Lavender
Lavandula angustifolia
Lavender (Lavandula angustifolia, English lavender) has an unusual financial profile for a garden plant: your ongoing input cost after year one is essentially zero, while the crop has three distinct markets - culinary, dried craft bundles, and fresh-cut flowers. The price ranges across those uses vary widely. Culinary lavender runs $12-20/lb dried (USDA AMS Specialty Crop Market News, 2023). Fresh-cut stems at farmers markets move at $4-8 per bunch (roughly 25 stems). Dried bundles retail $6-15 each. If you grow it well and have any local market access, the math is hard to argue with.
What it actually is
English lavender (L. angustifolia) is the cold-hardiest species, rated for zones 5-8. It is a woody subshrub reaching 1-3 feet tall and wide, with narrow gray-green leaves and flower spikes appearing in June-July (in most temperate regions). It is not the same plant as French lavender (L. dentata, zones 8-11), Spanish lavender (L. stoechas, zones 7-9), or lavandin hybrids (L. x intermedia, zones 5-8). Lavandin hybrids - ‘Grosso’, ‘Provence’, ‘Super’ - produce more oil and more stem volume than true English lavender, and are what most commercial farms grow, but their flavor is sharper and less suitable for culinary use.
For culinary applications, use English lavender varieties: ‘Hidcote’, ‘Munstead’, and ‘Vera’ are the standard kitchen choices. For maximum dried bundle yield, lavandin ‘Grosso’ outproduces English types significantly.
Germination from seed is possible but slow (21-90 days) and variable. Start with transplants or cuttings. Most lavender sold in nurseries is English or lavandin - check the label.
The ROI case
A transplant or rooted cutting costs $3-8 at retail. Year one, expect modest growth and possibly one light harvest. Year two onward, a mature English lavender plant yields 0.25-0.75 lb of dried flower and foliage (your input at that point is a haircut after bloom and occasional watering during drought). At $12-20/lb for dried culinary lavender (USDA AMS, 2023), a single mature plant returns $3-15 per season in grocery-equivalent value. Multiply that across a row of five to ten plants and the value adds up.
The hidden multiplier is propagation. Lavender roots readily from cuttings. By year three, you can take 10-20 cuttings per plant to expand your planting at zero cost, or sell them at $2-4 each at plant swaps or markets.
Growing requirements
Lavender is a Mediterranean plant. Its requirements align with that origin: full sun, sharp drainage, low soil fertility, and relatively low humidity. Planting it in the wrong conditions accounts for almost every lavender failure.
Soil pH of 6.5-7.5. Slightly alkaline is better than acidic - lime a planting bed if your soil pH is below 6.5. Heavy clay soils need significant amendment or lavender will die in its first winter. Work in 3-4 inches of coarse gravel or perlite to the top 12 inches of a clay bed, or plant in a raised bed.

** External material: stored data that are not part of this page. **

use crate::pdf::BoundedPdf;
use pp_core::{Error, Result, Support};
use pp_prob::math::xlogy;

/// Normalization `∫_min^max x^alpha dx` of an unnormalized power law.
///
/// `ln(max/min)` when `alpha == -1`, otherwise `(max^(alpha+1) - min^(alpha+1)) / (alpha+1)`.
/// No validation: callers decide whether the interval is admissible.
pub fn power_law_norm(min: f64, max: f64, alpha: f64) -> f64 {
    if alpha == -1.0 {
        (max / min).ln()
    } else {
        let k = alpha + 1.0;
        (max.powf(k) - min.powf(k)) / k
    }
}

/// Truncated power law `p(x) ∝ x^alpha` on `[min, max]`.
#[derive(Debug, Clone)]
pub struct PowerLawPdf {
    support: Support,
    alpha: f64,
    norm: f64,
    ln_norm: f64,
}

impl PowerLawPdf {
    /// Create a power law on `[min, max]` with slope `alpha`.
    ///
    /// Requires `0 <= min < max`, and `min > 0` when `alpha <= -1` so the normalization
    /// stays finite.
    pub fn new(min: f64, max: f64, alpha: f64) -> Result<Self> {
        let support = Support::new(min, max)?;
        if !alpha.is_finite() {
            return Err(Error::InvalidParameter(format!(
                "PowerLawPdf alpha must be finite, got {alpha}"
            )));
        }
        if min < 0.0 {
            return Err(Error::InvalidParameter(format!(
                "PowerLawPdf requires min >= 0, got {min}"
            )));
        }
        if min == 0.0 && alpha <= -1.0 {
            return Err(Error::InvalidParameter(format!(
                "PowerLawPdf with alpha={alpha} <= -1 is not normalizable down to min=0"
            )));
        }
        let norm = power_law_norm(min, max, alpha);
        if !norm.is_finite() || norm <= 0.0 {
            return Err(Error::InvalidParameter(format!(
                "PowerLawPdf normalization is not finite and positive on [{min}, {max}] with alpha={alpha}: {norm}"
            )));
        }
        Ok(Self { support, alpha, norm, ln_norm: norm.ln() })
    }

    /// Slope.
    pub fn alpha(&self) -> f64 {
        self.alpha
    }

    /// `ln ∫ x^alpha dx` over the support.
    pub fn ln_norm(&self) -> f64 {
        self.ln_norm
    }
}

impl BoundedPdf for PowerLawPdf {
    fn support(&self) -> Support {
        self.support
    }

    #[inline]
    fn log_pdf_unclamped(&self, x: f64) -> f64 {
        xlogy(self.alpha, x) - self.ln_norm
    }

    fn log_cdf_unclamped(&self, x: f64) -> f64 {
        let mass = power_law_norm(self.support.min, x, self.alpha) / self.norm;
        mass.clamp(0.0, 1.0).ln()
    }
}

#[cfg(test)]
mod tests {
    use super::*;
    use approx::assert_relative_eq;
    use pp_prob::grid::{linspace, trapezoid};

    #[test]
    fn test_norm_matches_closed_form() {
        assert_relative_eq!(power_law_norm(1.0, 100.0, -1.0), 100.0f64.ln(), epsilon = 1e-14);
        assert_relative_eq!(power_law_norm(0.0, 2.0, 1.0), 2.0, epsilon = 1e-14);
        assert_relative_eq!(power_law_norm(1.0, 10.0, -2.0), 0.9, epsilon = 1e-14);
    }

    #[test]
    fn test_pdf_at_reference_point() {
        let p = PowerLawPdf::new(1.0, 100.0, -2.0).unwrap();
        // norm = 1 - 1/100
        assert_relative_eq!(p.pdf(10.0), 0.01 / 0.99, epsilon = 1e-12);
        assert_eq!(p.cdf(1.0), 0.0);
        assert_relative_eq!(p.cdf(100.0), 1.0, epsilon = 1e-12);
    }

    #[test]
    fn test_inverse_square_on_one_to_ten() {
        let p = PowerLawPdf::new(1.0, 10.0, -2.0).unwrap();
        assert_relative_eq!(p.ln_norm().exp(), 0.9, epsilon = 1e-14);
        assert_relative_eq!(p.pdf(1.0), 1.0 / 0.9, epsilon = 1e-12);
        assert_relative_eq!(p.cdf(10.0), 1.0, epsilon = 1e-12);
    }

    #[test]
    fn test_alpha_minus_one() {
        let p = PowerLawPdf::new(1.0, 100.0, -1.0).unwrap();
        let n = 100.0f64.ln();
        assert_relative_eq!(p.pdf(5.0), 1.0 / (5.0 * n), epsilon = 1e-12);
        assert_relative_eq!(p.cdf(10.0), 0.5, epsilon = 1e-12);
    }

    #[test]
    fn test_zero_lower_edge() {
        let p = PowerLawPdf::new(0.0, 2.0, 1.0).unwrap();
        assert_relative_eq!(p.pdf(1.0), 0.5, epsilon = 1e-12);
        assert_eq!(p.pdf(0.0), 0.0);
        assert_relative_eq!(p.cdf(1.0), 0.25, epsilon = 1e-12);
    }

    #[test]
    fn test_integrates_to_one() {
        let p = PowerLawPdf::new(2.0, 50.0, -2.3).unwrap();
        let x = linspace(2.0, 50.0, 20_001);
        let y: Vec<f64> = x.iter().map(|&v| p.pdf(v)).collect();
        assert_relative_eq!(trapezoid(&y, &x), 1.0, epsilon = 1e-6);
    }

    #[test]
    fn test_invalid_parameters() {
        assert!(PowerLawPdf::new(5.0, 1.0, -2.0).is_err());
        assert!(PowerLawPdf::new(-1.0, 1.0, 2.0).is_err());
        assert!(PowerLawPdf::new(0.0, 1.0, -1.0).is_err());
        assert!(PowerLawPdf::new(0.0, 1.0, -3.0).is_err());
        assert!(PowerLawPdf::new(1.0, 2.0, f64::NAN).is_err());
    }
}
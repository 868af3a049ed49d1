//! Small numerically-stable math utilities used across probability code.

/// Stable `log(1 + exp(x))`.
///
/// Branchless: `log(1+exp(x)) = max(x,0) + log(1+exp(-|x|))`.
#[inline]
pub fn log1pexp(x: f64) -> f64 {
    let abs_x = x.abs();
    let e = (-abs_x).exp(); // always in (0, 1], no overflow
    x.max(0.0) + e.ln_1p()
}

/// Stable sigmoid: `1 / (1 + exp(-x))`.
///
/// Saturates to exactly `0` / `1` for `x = ∓inf`; never returns NaN for non-NaN input.
#[inline]
pub fn sigmoid(x: f64) -> f64 {
    let abs_x = x.abs();
    let e = (-abs_x).exp();
    let recip = 1.0 / (1.0 + e);
    // x >= 0: sigmoid = 1/(1+exp(-x)) = recip
    // x <  0: sigmoid = exp(x)/(1+exp(x)) = e/(1+e) = e*recip
    if x >= 0.0 { recip } else { e * recip }
}

/// Stable `log(sigmoid(x))`.
#[inline]
pub fn log_sigmoid(x: f64) -> f64 {
    // log(sigmoid(x)) = -log(1 + exp(-x))
    if x >= 0.0 { -(-x).exp().ln_1p() } else { x - x.exp().ln_1p() }
}

/// `log(exp(a) + exp(b))` without overflow.
///
/// `-inf` operands are absorbing zeros of the sum, so `logaddexp(-inf, -inf) = -inf`
/// rather than NaN.
#[inline]
pub fn logaddexp(a: f64, b: f64) -> f64 {
    if a == f64::NEG_INFINITY {
        return b;
    }
    if b == f64::NEG_INFINITY {
        return a;
    }
    let (hi, lo) = if a >= b { (a, b) } else { (b, a) };
    hi + (lo - hi).exp().ln_1p()
}

/// `log(sum_i exp(x_i))`, stable for large magnitudes.
pub fn logsumexp(xs: &[f64]) -> f64 {
    let m = xs.iter().copied().fold(f64::NEG_INFINITY, f64::max);
    if !m.is_finite() {
        return m;
    }
    let s: f64 = xs.iter().map(|&x| (x - m).exp()).sum();
    m + s.ln()
}

/// `c * ln(x)` with the convention `0 * ln(0) = 0`.
///
/// Power-law and Beta kernels hit `x = 0` with a zero exponent at the support edge;
/// the naive product is `0 * -inf = NaN` there.
#[inline]
pub fn xlogy(c: f64, x: f64) -> f64 {
    if c == 0.0 && !x.is_nan() { 0.0 } else { c * x.ln() }
}

/// `c * ln(1 + x)` with the convention `0 * ln(0) = 0`.
#[inline]
pub fn xlog1py(c: f64, x: f64) -> f64 {
    if c == 0.0 && !x.is_nan() { 0.0 } else { c * x.ln_1p() }
}

#[cfg(test)]
mod tests {
    use super::*;

    #[test]
    fn test_log1pexp_matches_naive_moderate_values() {
        let xs: [f64; 7] = [-10.0, -2.0, -0.1, 0.0, 0.1, 2.0, 10.0];
        for x in xs {
            let naive = (1.0 + x.exp()).ln();
            let stable = log1pexp(x);
            assert!((naive - stable).abs() < 1e-12, "x={}: {} vs {}", x, naive, stable);
        }
    }

    #[test]
    fn test_sigmoid_bounds_and_saturation() {
        let xs: [f64; 7] = [-50.0, -10.0, -1.0, 0.0, 1.0, 10.0, 50.0];
        for x in xs {
            let s = sigmoid(x);
            assert!((0.0..=1.0).contains(&s), "sigmoid({})={}", x, s);
            let t = sigmoid(-x);
            assert!((s + t - 1.0).abs() < 1e-15, "sigmoid symmetry failed at {}", x);
        }
        assert_eq!(sigmoid(f64::INFINITY), 1.0);
        assert_eq!(sigmoid(f64::NEG_INFINITY), 0.0);
    }

    #[test]
    fn test_log_sigmoid_matches_naive_moderate_values() {
        let xs: [f64; 7] = [-10.0, -2.0, -0.1, 0.0, 0.1, 2.0, 10.0];
        for x in xs {
            let naive = sigmoid(x).ln();
            let stable = log_sigmoid(x);
            assert!((naive - stable).abs() < 1e-12, "x={}: {} vs {}", x, naive, stable);
        }
        assert_eq!(log_sigmoid(f64::NEG_INFINITY), f64::NEG_INFINITY);
        assert_eq!(log_sigmoid(f64::INFINITY), 0.0);
    }

    #[test]
    fn test_logaddexp_handles_neg_infinity() {
        assert_eq!(logaddexp(f64::NEG_INFINITY, f64::NEG_INFINITY), f64::NEG_INFINITY);
        assert_eq!(logaddexp(f64::NEG_INFINITY, 1.5), 1.5);
        assert_eq!(logaddexp(-2.0, f64::NEG_INFINITY), -2.0);
        let v = logaddexp(0.3_f64.ln(), 0.7_f64.ln());
        assert!(v.abs() < 1e-15);
        // No overflow for large operands.
        assert!((logaddexp(1000.0, 1000.0) - (1000.0 + 2f64.ln())).abs() < 1e-12);
    }

    #[test]
    fn test_logsumexp_and_diff() {
        let xs = [1.0f64.ln(), 2.0f64.ln(), 3.0f64.ln()];
        assert!((logsumexp(&xs) - 6.0f64.ln()).abs() < 1e-14);
        assert_eq!(logsumexp(&[]), f64::NEG_INFINITY);
    }

    #[test]
    fn test_xlogy_zero_conventions() {
        assert_eq!(xlogy(0.0, 0.0), 0.0);
        assert_eq!(xlog1py(0.0, -1.0), 0.0);
        assert_eq!(xlogy(2.0, 0.0), f64::NEG_INFINITY);
        assert!((xlogy(2.0, 3.0) - 2.0 * 3.0f64.ln()).abs() < 1e-15);
        assert!(xlogy(0.0, f64::NAN).is_nan());
    }
}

Full sun is non-negotiable. Lavender in partial shade produces thin stems, reduced oil content, and is far more susceptible to disease. Plant on the south or southwest side of your garden where it won’t be shaded by taller crops.

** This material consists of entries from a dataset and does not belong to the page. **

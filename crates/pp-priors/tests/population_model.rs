//! End-to-end: a two-mass population prior assembled from JSON and from code.

use approx::assert_relative_eq;
use pp_core::Support;
use pp_priors::{
    BoundedPdf, ConditionalPdf2d, Distribution, JointPdf2d, PowerLawGaussianPdf, PowerLawPdf,
    Prior, PriorSpecV0, Samples, SmoothedPdf, TruncatedGaussianPdf, read_prior_spec,
};
use rand::SeedableRng;
use rand::rngs::StdRng;

const MASS_SPEC: &str = r#"{
  "schema_version": "popprior_spec_v0",
  "name": "plp-smoothed-pairing",
  "distribution": {
    "type": "conditional",
    "outer": {
      "type": "smoothed",
      "width": 4.8,
      "origin": {
        "type": "power_law_gaussian",
        "power_law": {"min": 4.6, "max": 86.0, "alpha": -3.4},
        "gaussian": {"mean": 34.0, "sigma": 3.6, "min": 4.6, "max": 100.0},
        "lambda_peak": 0.04
      }
    },
    "inner": {
      "type": "smoothed",
      "width": 4.8,
      "origin": {"type": "power_law", "min": 4.6, "max": 100.0, "alpha": 1.1}
    }
  }
}"#;

fn primary() -> SmoothedPdf {
    let pl = PowerLawPdf::new(4.6, 86.0, -3.4).unwrap();
    let g = TruncatedGaussianPdf::new(34.0, 3.6, 4.6, 100.0).unwrap();
    SmoothedPdf::new(PowerLawGaussianPdf::new(pl, g, 0.04).unwrap(), 4.8).unwrap()
}

fn secondary() -> SmoothedPdf {
    SmoothedPdf::new(PowerLawPdf::new(4.6, 100.0, 1.1).unwrap(), 4.8).unwrap()
}

#[test]
fn json_and_code_build_the_same_joint_density() {
    let spec = PriorSpecV0::from_json_str(MASS_SPEC).unwrap();
    let Distribution::TwoD(from_json) = spec.compile().unwrap() else {
        panic!("expected a 2D prior");
    };
    let from_code = ConditionalPdf2d::new(Prior::from(primary()), Prior::from(secondary()));
    for (m1, m2) in [(30.0, 20.0), (9.0, 6.0), (80.0, 79.0), (35.0, 5.0)] {
        assert_relative_eq!(from_json.log_pdf(m1, m2), from_code.log_pdf(m1, m2), epsilon = 1e-12);
    }
    assert_eq!(from_json.log_pdf(20.0, 30.0), f64::NEG_INFINITY);
}

#[test]
fn joint_samples_respect_ordering_and_support() {
    let spec = PriorSpecV0::from_json_str(MASS_SPEC).unwrap();
    let dist = spec.compile().unwrap();
    let mut rng = StdRng::seed_from_u64(42);
    let Samples::TwoD(draws) = dist.sample(25_000, &mut rng).unwrap() else {
        panic!("expected paired samples");
    };
    let support = Support::new(4.6, 100.0).unwrap();
    assert_eq!(draws.len(), 25_000);
    for (m1, m2) in draws.iter() {
        assert!(m2 <= m1);
        assert!(support.contains(m1) && support.contains(m2));
    }
}

#[test]
fn primary_marginal_of_samples_matches_cdf() {
    let joint = ConditionalPdf2d::new(primary(), secondary());
    let mut rng = StdRng::seed_from_u64(7);
    let draws = joint.sample(40_000, &mut rng).unwrap();
    let p = primary();
    for q in [15.0, 30.0, 40.0] {
        let expected = p.cdf(q);
        let observed = draws.x1.iter().filter(|&&m| m <= q).count() as f64 / draws.len() as f64;
        assert!((observed - expected).abs() < 0.015, "P(m1 <= {q}): {observed} vs {expected}");
    }
}

#[test]
fn spec_file_roundtrip_through_disk() {
    let dir = std::env::temp_dir().join(format!("pp-priors-spec-{}", std::process::id()));
    std::fs::create_dir_all(&dir).unwrap();
    let path = dir.join("mass.json");
    std::fs::write(&path, MASS_SPEC).unwrap();

    let spec = read_prior_spec(&path).unwrap();
    assert_eq!(spec.name.as_deref(), Some("plp-smoothed-pairing"));
    assert_eq!(spec.distribution.dimension(), 2);

    let missing = read_prior_spec(&dir.join("nope.json"));
    assert!(matches!(missing, Err(pp_core::Error::Io(_))));
    std::fs::remove_dir_all(&dir).ok();
}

Spacing of 18-24 inches between plants allows airflow. Poor airflow in humid summers is a direct predictor of botrytis problems. In the mid-Atlantic and Southeast, lavender struggles in wet summers regardless of soil drainage because the humidity itself promotes foliar disease.
Water new transplants regularly until established (6-8 weeks). After that, water only during extended drought - 0.25 to 0.5 inch per week maximum. Overwatering established lavender kills it more reliably than drought does.
What goes wrong
Phytophthora root rot and other water molds are the most common killers. Symptoms include browning and dieback from the center of the plant, with gray-brown root tissue at soil level. Prevention through drainage is the only effective control. There is no fungicide recovery once root rot is established.
Botrytis blight (Botrytis cinerea) thrives in humid conditions, showing as gray fuzzy mold on flower stems and foliage. Remove infected material immediately. Improve airflow by pruning the interior of the plant after harvest. In high-humidity climates (Southeast, Pacific Northwest), space plants wider than recommended and avoid any overhead irrigation.
Sharpshooter leafhoppers (Xyphon fruticulosum and related species) vector Xylella fastidiosa, a bacterial pathogen that causes lavender decline in some regions (confirmed in European lavender plantings; sporadic in the US Southeast). Symptoms are wilting and dieback despite adequate water. No treatment exists; infected plants must be removed.
Lavender shab (Phoma lavandulae) produces dieback of individual stems with dark brown lesions. Prune out affected wood to healthy tissue and disinfect pruners between cuts.
Harvest and storage
Harvest when one-third to one-half of the flower buds on a spike have opened - this is the peak aromatic stage for both culinary use and dried flower quality. If you wait until fully open, the flowers shatter and drop during drying.
Cut stems as long as possible (down to the first set of leaves on the stem). Bundle 25-50 stems with a rubber band and hang upside down in a dry, ventilated space out of direct sun. Full drying takes 2-4 weeks. The rubber band compensates for stem shrinkage during drying.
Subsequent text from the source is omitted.